Types and ingredients
Breast-enlargement products generally contain several ingredients of a fungal origin or from plants. The compounds that are claimed to be pharmacologically active are usually estrogen mimics (called xenoestrogens, known explicitly as phytoestrogens in plants and mycoestrogens in fungi). Some of the commonly used ingredients include:
- Black cohosh
- Dong Quai
- Pueraria Mirifica
Efficacy and safety
There is improper and inadequate empirical as well as scientific study about whether herbal and natural breast enhancement can be safely and successfully achieved. It is highly unlikely that the common ingredients would be effective. No randomised, blinded, and fully controlled tests have been performed to examine any of the breast enhancement supplements. Most of the ingredients that are used do not have significant adverse effects, but some of them are potentially dangerous for consumption or use.
In the United States, herbal products(Must Watch) are typically sold under GRAS rules (Generally Recognised As Safe) and are not approved.

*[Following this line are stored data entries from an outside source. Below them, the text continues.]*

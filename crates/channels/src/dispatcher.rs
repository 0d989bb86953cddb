//! Campaign disperser: fans a single message out to every allow-listed
//! member of a cached segment.

use campaign_cache::SegmentReader;
use campaign_core::types::{
    CachedCustomer, DeliveryChannel, DispatchOutcome, DispatchReport, DispatchRequest,
};
use campaign_core::{CampaignError, CampaignResult};
use std::sync::Arc;
use std::time::Instant;
use tracing::{debug, info, warn};

use crate::email::{render_email_html, EMAIL_SUBJECT};
use crate::phone::{normalize_phone, AllowList};
use crate::sender::{OutboundMessage, SendOutcome, SenderSet};

/// Metric label for a requested channel. Every unrecognized selector shares
/// the `unsupported` label.
fn metric_channel_label(channel: Option<DeliveryChannel>) -> &'static str {
    channel.map_or("unsupported", |c| c.as_str())
}

#[derive(Debug, Default, Clone, Copy, PartialEq, Eq)]
struct Tally {
    sent: u64,
    failed: u64,
    skipped: u64,
}

pub struct CampaignDisperser {
    segments: SegmentReader,
    senders: SenderSet,
    allow_list: AllowList,
}

impl CampaignDisperser {
    pub fn new(segments: SegmentReader, senders: SenderSet) -> Self {
        Self::with_allow_list(segments, senders, AllowList::demo())
    }

    pub fn with_allow_list(
        segments: SegmentReader,
        senders: SenderSet,
        allow_list: AllowList,
    ) -> Self {
        Self {
            segments,
            senders,
            allow_list,
        }
    }

    /// Members of a cached segment. Negative and unknown ids are both
    /// reported as `SegmentNotFound`.
    fn segment(&self, cluster_id: i64) -> CampaignResult<Arc<Vec<CachedCustomer>>> {
        usize::try_from(cluster_id)
            .ok()
            .and_then(|id| self.segments.get(id))
            .ok_or(CampaignError::SegmentNotFound(cluster_id))
    }

    /// Send `request.message` to the members of `request.cluster_id`.
    ///
    /// Sends run one after another; a failing recipient is counted and
    /// skipped over. Recipients outside the allow-list are not counted.
    pub async fn dispatch(&self, request: &DispatchRequest) -> DispatchOutcome {
        let customers = match self.segment(request.cluster_id) {
            Ok(customers) => customers,
            Err(e) => {
                info!(error = %e, code = e.code(), "Dispatch skipped");
                metrics::counter!("dispatch.segment_not_found").increment(1);
                return DispatchOutcome::not_found();
            }
        };

        let channel_used = request.channel.trim().to_ascii_lowercase();
        let channel = DeliveryChannel::parse(&channel_used);
        let start = Instant::now();
        let tally = match channel {
            Some(channel) => self.deliver(channel, &customers, &request.message).await,
            None => {
                warn!(channel = %channel_used, "Unsupported channel; nothing sent");
                Tally::default()
            }
        };

        let label = metric_channel_label(channel);
        metrics::counter!("dispatch.messages_sent", "channel" => label).increment(tally.sent);
        metrics::counter!("dispatch.messages_failed", "channel" => label).increment(tally.failed);
        metrics::counter!("dispatch.recipients_skipped").increment(tally.skipped);
        info!(
            cluster_id = request.cluster_id,
            channel = %channel_used,
            sent = tally.sent,
            failed = tally.failed,
            skipped = tally.skipped,
            elapsed_ms = start.elapsed().as_millis() as u64,
            "Campaign dispatched"
        );

        DispatchOutcome::Completed(DispatchReport {
            cluster_id: request.cluster_id,
            channel_used,
            messages_sent: tally.sent,
            failed: tally.failed,
        })
    }

    async fn deliver(
        &self,
        channel: DeliveryChannel,
        customers: &[CachedCustomer],
        message: &str,
    ) -> Tally {
        let sender = self.senders.for_channel(channel);
        let mut tally = Tally::default();

        for customer in customers {
            let phone = normalize_phone(&customer.phone_number);
            if !self.allow_list.permits(&phone) {
                debug!(phone = %phone, "Recipient not on allow-list");
                tally.skipped += 1;
                continue;
            }

            let outbound = match channel {
                DeliveryChannel::Whatsapp => OutboundMessage {
                    recipient: phone,
                    subject: None,
                    body: message.to_string(),
                },
                DeliveryChannel::Email => OutboundMessage {
                    recipient: customer.email.clone(),
                    subject: Some(EMAIL_SUBJECT.to_string()),
                    body: render_email_html(message),
                },
            };

            match sender.send(&outbound).await {
                Ok(SendOutcome::Accepted { .. }) => tally.sent += 1,
                Ok(SendOutcome::Inert) => {}
                Err(e) => {
                    warn!(
                        provider = sender.provider_name(),
                        recipient = %outbound.recipient,
                        error = %e,
                        "Message delivery failed"
                    );
                    tally.failed += 1;
                }
            }
        }
        tally
    }
}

Some naturally occurring compounds produced by fungi and plants can subject people to serious health risks. One of the potential risks is an increased risk of breast cancer. Some ingredients included in supplements are carcinogenic such as Don Quai. Moreover, by altering the body’s hormonal levels, some ingredients such as zearalenone may reduce fertility. Kava, another ingredient, may lead to liver damage. Black cohosh has been seen to have no estrogenic effect in vivo or in vitro fertilisation. Zearalenone and its derivatives, a class of xenoestrogens, are associated with many herbal breast-enhancement products. Zearalenone, produced by a toxic fungus, stimulates the growth of breast cancer cells, increases the chance of estrogen-dependent breast cancer, and may reduce fertility.